The good folks of Springfield, Mass., are taking it a step further–or a few thousand steps further–by challenging students to walk 100 miles in the school year. That’s a little more than a half mile a day. This can be accomplished by any combination of walking, jogging and running.
The 100 Mile Club is an invention of Elias Brookings School, a pre-k to 5th grade school with about 250 students, most of whom come from low-income families. About 150 of students participate, and the school tracks their progress daily and weekly. Parents have gotten involved, too, often showing up with children to walk around the school.
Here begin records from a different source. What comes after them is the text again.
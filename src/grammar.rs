//! The JTL grammar
//!
//! Defines the expression language embedded in `{{ }}` and how it sits
//! inside JSON strings, keys, arrays and objects. Everything here is built
//! from the primitives in [`crate::combinator`] and [`crate::text`].
//!
//! Left recursion is avoided with [`Parser::except`]: a rule that could
//! start with itself (comparison, math, nullish coalescing, parentheses)
//! takes its left operand from a view of the operand alternation with that
//! rule removed, so it has to consume an operand before recursing.
//!
//! The grammar is built once per process and shared (see [`grammar`]).

use lazy_static::lazy_static;
use regex::Regex;
use serde_json::Number;

use crate::ast::{
    CompareOp, Conditional, Entry, MathOp, Modifier, Node, NodeKind, PathPart, VariablePath,
};
use crate::combinator::{
    later, many, map, match_tag, maybe, named, one_of, required, sequence, sequence_with, Build,
    Outcome, Parsed, Parser, Payload, TokenRange,
};
use crate::error::SpannedError;
use crate::lexer::{Token, TokenKind, TokenTag};
use crate::text::{keyword, regexp, specific_char, specific_string, string_until};

/// Longest variable path accepted, counting the root identifier
pub const MAX_PATH_SEGMENTS: usize = 20;

const RESERVED_WORDS: [&str; 4] = ["true", "false", "null", "undefined"];

lazy_static! {
    static ref NUMBER_RE: Regex = Regex::new(r"^-?[0-9]+(\.[0-9]+)?").unwrap();
    static ref VARIABLE_RE: Regex =
        Regex::new(r"^[a-zA-Z_][0-9a-zA-Z_]*\??(?:\.[0-9a-zA-Z_]+\??|\['?[0-9a-zA-Z_\-:]+'?\]\??)*")
            .unwrap();
    static ref ROOT_SEGMENT_RE: Regex = Regex::new(r"^([a-zA-Z_][0-9a-zA-Z_]*)(\?)?").unwrap();
    static ref CHILD_SEGMENT_RE: Regex =
        Regex::new(r"^(?:\.([0-9a-zA-Z_]+)(\?)?|\['?([0-9a-zA-Z_\-:]+)'?\](\?)?)").unwrap();
    static ref DOUBLE_QUOTED_RE: Regex = Regex::new(r#"^"(?:[^"\\]|\\.)*""#).unwrap();
    static ref SINGLE_QUOTED_RE: Regex = Regex::new(r"^'(?:[^'\\]|\\.)*'").unwrap();
    static ref COMMENT_RE: Regex = Regex::new(r"^/\*.*?\*/").unwrap();
    static ref GRAMMAR: Grammar = Grammar::new();
}

/// Parse result payload of the JTL grammar
#[derive(Debug, Clone, PartialEq)]
pub enum Syntax {
    Unit,
    Text(String),
    Repeat(Vec<Parsed<Syntax>>),
    Optional(Option<Box<Parsed<Syntax>>>),
    Flatten,
    Node(Node),
    Entry(Entry),
}

impl Payload for Syntax {
    fn unit() -> Self {
        Syntax::Unit
    }

    fn text(text: String) -> Self {
        Syntax::Text(text)
    }

    fn repeat(items: Vec<Parsed<Self>>) -> Self {
        Syntax::Repeat(items)
    }

    fn optional(item: Option<Parsed<Self>>) -> Self {
        Syntax::Optional(item.map(Box::new))
    }
}

fn shape_error(expected: &str, range: TokenRange) -> SpannedError {
    SpannedError::internal(format!("grammar produced an unexpected shape, expected {}", expected), range)
}

impl Parsed<Syntax> {
    fn into_node(self) -> Result<Node, SpannedError> {
        match self.value {
            Syntax::Node(node) => Ok(node),
            _ => Err(shape_error("a node", self.range)),
        }
    }

    fn into_text(self) -> Result<String, SpannedError> {
        match self.value {
            Syntax::Text(text) => Ok(text),
            _ => Err(shape_error("text", self.range)),
        }
    }

    fn into_items(self) -> Result<Vec<Parsed<Syntax>>, SpannedError> {
        match self.value {
            Syntax::Repeat(items) => Ok(items),
            _ => Err(shape_error("a list", self.range)),
        }
    }

    fn into_option(self) -> Result<Option<Parsed<Syntax>>, SpannedError> {
        match self.value {
            Syntax::Optional(item) => Ok(item.map(|b| *b)),
            _ => Err(shape_error("an optional", self.range)),
        }
    }
}

/// Positional access to the results of a sequence
struct Parts {
    items: Vec<Option<Parsed<Syntax>>>,
    range: TokenRange,
}

impl Parts {
    fn new(range: TokenRange, items: Vec<Parsed<Syntax>>) -> Self {
        Self {
            items: items.into_iter().map(Some).collect(),
            range,
        }
    }

    fn take(&mut self, index: usize) -> Result<Parsed<Syntax>, SpannedError> {
        self.items
            .get_mut(index)
            .and_then(Option::take)
            .ok_or_else(|| shape_error(&format!("a part at position {}", index), self.range))
    }

    fn node(&mut self, index: usize) -> Result<Node, SpannedError> {
        self.take(index)?.into_node()
    }

    fn text(&mut self, index: usize) -> Result<String, SpannedError> {
        self.take(index)?.into_text()
    }

    fn items(&mut self, index: usize) -> Result<Vec<Parsed<Syntax>>, SpannedError> {
        self.take(index)?.into_items()
    }

    fn option(&mut self, index: usize) -> Result<Option<Parsed<Syntax>>, SpannedError> {
        self.take(index)?.into_option()
    }
}

type P = Parser<Syntax>;

fn node(kind: NodeKind, range: TokenRange) -> Build<Syntax> {
    Ok(Some(Syntax::Node(Node::new(kind, range))))
}

/// `required` with a fixed reason
fn must(inner: P, reason: &'static str) -> P {
    required(inner, move |_, _| reason.to_string())
}

/// A raw JSON scalar token (number, boolean or null)
fn scalar_token(tag: TokenTag) -> P {
    Parser::terminal(move |tokens: &[Token], start| {
        let kind = match tokens.get(start).map(|t| &t.kind) {
            Some(TokenKind::Number(n)) if tag == TokenTag::Number => NodeKind::Number(n.clone()),
            Some(TokenKind::Bool(b)) if tag == TokenTag::Bool => NodeKind::Bool(*b),
            Some(TokenKind::Null) if tag == TokenTag::Null => NodeKind::Null,
            _ => return Outcome::NoMatch,
        };
        let range = TokenRange::new(start, start + 1);
        Outcome::Matched(Parsed::new(range, Syntax::Node(Node::new(kind, range))))
    })
}

fn parse_number(text: &str, range: TokenRange) -> Build<Syntax> {
    let number = if text.contains('.') {
        text.parse::<f64>().ok().and_then(Number::from_f64)
    } else {
        match text.parse::<i64>() {
            Ok(i) => Some(Number::from(i)),
            Err(_) => text.parse::<f64>().ok().and_then(Number::from_f64),
        }
    };
    match number {
        Some(n) => node(NodeKind::Number(n), range),
        None => Err(SpannedError::syntax(format!("Invalid number: {}", text), range)),
    }
}

fn parse_variable(text: &str, range: TokenRange) -> Build<Syntax> {
    if RESERVED_WORDS.contains(&text) {
        return Ok(None);
    }

    let invalid = || SpannedError::syntax(format!("Unable to parse variable path: {}", text), range);

    let root = ROOT_SEGMENT_RE.captures(text).ok_or_else(invalid)?;
    let mut parts = vec![PathPart {
        name: root[1].to_string(),
        optional: root.get(2).is_some(),
    }];
    let mut position = root[0].len();

    while position < text.len() {
        let rest = &text[position..];
        let child = CHILD_SEGMENT_RE.captures(rest).ok_or_else(invalid)?;
        let (name, optional) = match (child.get(1), child.get(3)) {
            (Some(dotted), _) => (dotted.as_str(), child.get(2).is_some()),
            (None, Some(bracketed)) => (bracketed.as_str(), child.get(4).is_some()),
            (None, None) => return Err(invalid()),
        };
        parts.push(PathPart {
            name: name.to_string(),
            optional,
        });
        position += child[0].len();

        if parts.len() > MAX_PATH_SEGMENTS {
            return Err(SpannedError::syntax(
                "Unable to parse variable path: too many layers deep",
                range,
            ));
        }
    }

    node(NodeKind::Path(VariablePath::new(parts)), range)
}

/// Strip the quotes of a quoted string and resolve backslash escapes
fn unquote(quoted: &str) -> String {
    let inner = quoted
        .get(1..quoted.len().saturating_sub(1))
        .unwrap_or_default();
    let mut out = String::with_capacity(inner.len());
    let mut chars = inner.chars();
    while let Some(c) = chars.next() {
        if c != '\\' {
            out.push(c);
            continue;
        }
        match chars.next() {
            Some('n') => out.push('\n'),
            Some('t') => out.push('\t'),
            Some('r') => out.push('\r'),
            Some(escaped @ ('\\' | '\'' | '"')) => out.push(escaped),
            Some(other) => {
                out.push('\\');
                out.push(other);
            }
            None => out.push('\\'),
        }
    }
    out
}

/// The compiled JTL grammar
pub struct Grammar {
    /// A whole document: template string, scalar, array or object
    pub document: P,
}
“We’ve noticed a huge increase in our attendance, where students would not come to school before or they would be late,” says school nurse Pam Maynard. “Now they come to school on time.” The chart to the right shows attendance rates for children involved in the program in red.
Maynard sees health benefits as well, especially for children with chronic conditions, such as asthma and seizure disorders. “They don’t feel like the diagnosis they have can hold them back any more,” she says. “They feel like athletes.”
Principal Terry Powe notes, “There’s also research on the connection between kids being active and their academics. And I can say that I truly believe it’s had an impact on our school in that regard.”
Beyond Brookings, several Springfield elementary schools are finding that the walking school board is improving attendance. A blog item on the Reading Success by Fourth Grade website details the progress made at three other schools.